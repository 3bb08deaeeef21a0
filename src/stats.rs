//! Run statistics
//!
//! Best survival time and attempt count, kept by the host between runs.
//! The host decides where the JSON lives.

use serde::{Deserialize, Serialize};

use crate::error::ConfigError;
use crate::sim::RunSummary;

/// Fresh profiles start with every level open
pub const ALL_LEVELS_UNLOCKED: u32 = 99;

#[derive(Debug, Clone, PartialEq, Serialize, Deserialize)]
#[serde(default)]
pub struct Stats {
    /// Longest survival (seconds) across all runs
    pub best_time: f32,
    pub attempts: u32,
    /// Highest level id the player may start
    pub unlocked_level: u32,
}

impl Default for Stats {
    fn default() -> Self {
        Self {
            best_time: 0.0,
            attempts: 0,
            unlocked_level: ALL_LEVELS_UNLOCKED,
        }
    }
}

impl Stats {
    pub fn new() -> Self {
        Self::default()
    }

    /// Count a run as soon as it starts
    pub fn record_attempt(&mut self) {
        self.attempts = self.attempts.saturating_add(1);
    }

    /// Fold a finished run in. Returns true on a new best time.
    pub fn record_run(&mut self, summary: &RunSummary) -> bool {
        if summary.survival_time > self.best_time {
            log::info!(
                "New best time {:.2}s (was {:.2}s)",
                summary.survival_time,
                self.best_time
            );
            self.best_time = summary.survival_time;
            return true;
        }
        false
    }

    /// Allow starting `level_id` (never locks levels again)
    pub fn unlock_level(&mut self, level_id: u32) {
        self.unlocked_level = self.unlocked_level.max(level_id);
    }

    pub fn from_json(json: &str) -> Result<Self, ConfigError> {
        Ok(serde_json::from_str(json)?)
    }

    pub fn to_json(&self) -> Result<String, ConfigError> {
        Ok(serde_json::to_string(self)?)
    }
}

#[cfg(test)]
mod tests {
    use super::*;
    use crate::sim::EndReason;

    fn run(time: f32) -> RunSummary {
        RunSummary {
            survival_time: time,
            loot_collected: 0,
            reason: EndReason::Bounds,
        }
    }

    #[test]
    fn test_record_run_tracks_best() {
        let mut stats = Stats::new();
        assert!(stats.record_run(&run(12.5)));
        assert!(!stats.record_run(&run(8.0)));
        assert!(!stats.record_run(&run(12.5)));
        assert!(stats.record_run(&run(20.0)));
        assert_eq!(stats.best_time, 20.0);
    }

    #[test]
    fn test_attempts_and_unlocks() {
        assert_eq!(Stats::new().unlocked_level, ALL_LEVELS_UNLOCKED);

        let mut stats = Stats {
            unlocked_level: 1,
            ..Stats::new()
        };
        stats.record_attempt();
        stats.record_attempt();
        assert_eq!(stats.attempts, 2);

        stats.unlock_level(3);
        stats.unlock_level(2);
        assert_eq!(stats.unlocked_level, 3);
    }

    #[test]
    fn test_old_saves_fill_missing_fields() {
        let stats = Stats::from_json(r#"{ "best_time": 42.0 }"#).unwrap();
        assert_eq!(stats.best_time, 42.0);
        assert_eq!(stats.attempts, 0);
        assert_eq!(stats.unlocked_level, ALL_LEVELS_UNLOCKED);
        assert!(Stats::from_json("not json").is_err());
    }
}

Problem » Every entry should be restated word for word.

Finished exercise »
repository 3bb08deaeeef21a0
filename src/stats.rs
//! Run statistics
//!
//! Best survival time and attempt count, kept by the host between runs.
//! The host decides where the JSON lives.

use serde::{Deserialize, Serialize};

use crate::error::ConfigError;
use crate::sim::RunSummary;

/// Fresh profiles start with every level open
pub const ALL_LEVELS_UNLOCKED: u32 = 99;

#[derive(Debug, Clone, PartialEq, Serialize, Deserialize)]
#[serde(default)]
pub struct Stats {
    /// Longest survival (seconds) across all runs
    pub best_time: f32,
    pub attempts: u32,
    /// Highest level id the player may start
    pub unlocked_level: u32,
}

impl Default for Stats {
    fn default() -> Self {
        Self {
            best_time: 0.0,
            attempts: 0,
            unlocked_level: ALL_LEVELS_UNLOCKED,
        }
    }
}

impl Stats {
    pub fn new() -> Self {
        Self::default()
    }

    /// Count a run as soon as it starts
    pub fn record_attempt(&mut self) {
        self.attempts = self.attempts.saturating_add(1);
    }

    /// Fold a finished run in. Returns true on a new best time.
    pub fn record_run(&mut self, summary: &RunSummary) -> bool {
        if summary.survival_time > self.best_time {
            log::info!(
                "New best time {:.2}s (was {:.2}s)",
                summary.survival_time,
                self.best_time
            );
            self.best_time = summary.survival_time;
            return true;
        }
        false
    }

    /// Allow starting `level_id` (never locks levels again)
    pub fn unlock_level(&mut self, level_id: u32) {
        self.unlocked_level = self.unlocked_level.max(level_id);
    }

    pub fn from_json(json: &str) -> Result<Self, ConfigError> {
        Ok(serde_json::from_str(json)?)
    }

    pub fn to_json(&self) -> Result<String, ConfigError> {
        Ok(serde_json::to_string(self)?)
    }
}

#[cfg(test)]
mod tests {
    use super::*;
    use crate::sim::EndReason;

    fn run(time: f32) -> RunSummary {
        RunSummary {
            survival_time: time,
            loot_collected: 0,
            reason: EndReason::Bounds,
        }
    }

    #[test]
    fn test_record_run_tracks_best() {
        let mut stats = Stats::new();
        assert!(stats.record_run(&run(12.5)));
        assert!(!stats.record_run(&run(8.0)));
        assert!(!stats.record_run(&run(12.5)));
        assert!(stats.record_run(&run(20.0)));
        assert_eq!(stats.best_time, 20.0);
    }

    #[test]
    fn test_attempts_and_unlocks() {
        assert_eq!(Stats::new().unlocked_level, ALL_LEVELS_UNLOCKED);

        let mut stats = Stats {
            unlocked_level: 1,
            ..Stats::new()
        };
        stats.record_attempt();
        stats.record_attempt();
        assert_eq!(stats.attempts, 2);

        stats.unlock_level(3);
        stats.unlock_level(2);
        assert_eq!(stats.unlocked_level, 3);
    }

    #[test]
    fn test_old_saves_fill_missing_fields() {
        let stats = Stats::from_json(r#"{ "best_time": 42.0 }"#).unwrap();
        assert_eq!(stats.best_time, 42.0);
        assert_eq!(stats.attempts, 0);
        assert_eq!(stats.unlocked_level, ALL_LEVELS_UNLOCKED);
        assert!(Stats::from_json("not json").is_err());
    }
}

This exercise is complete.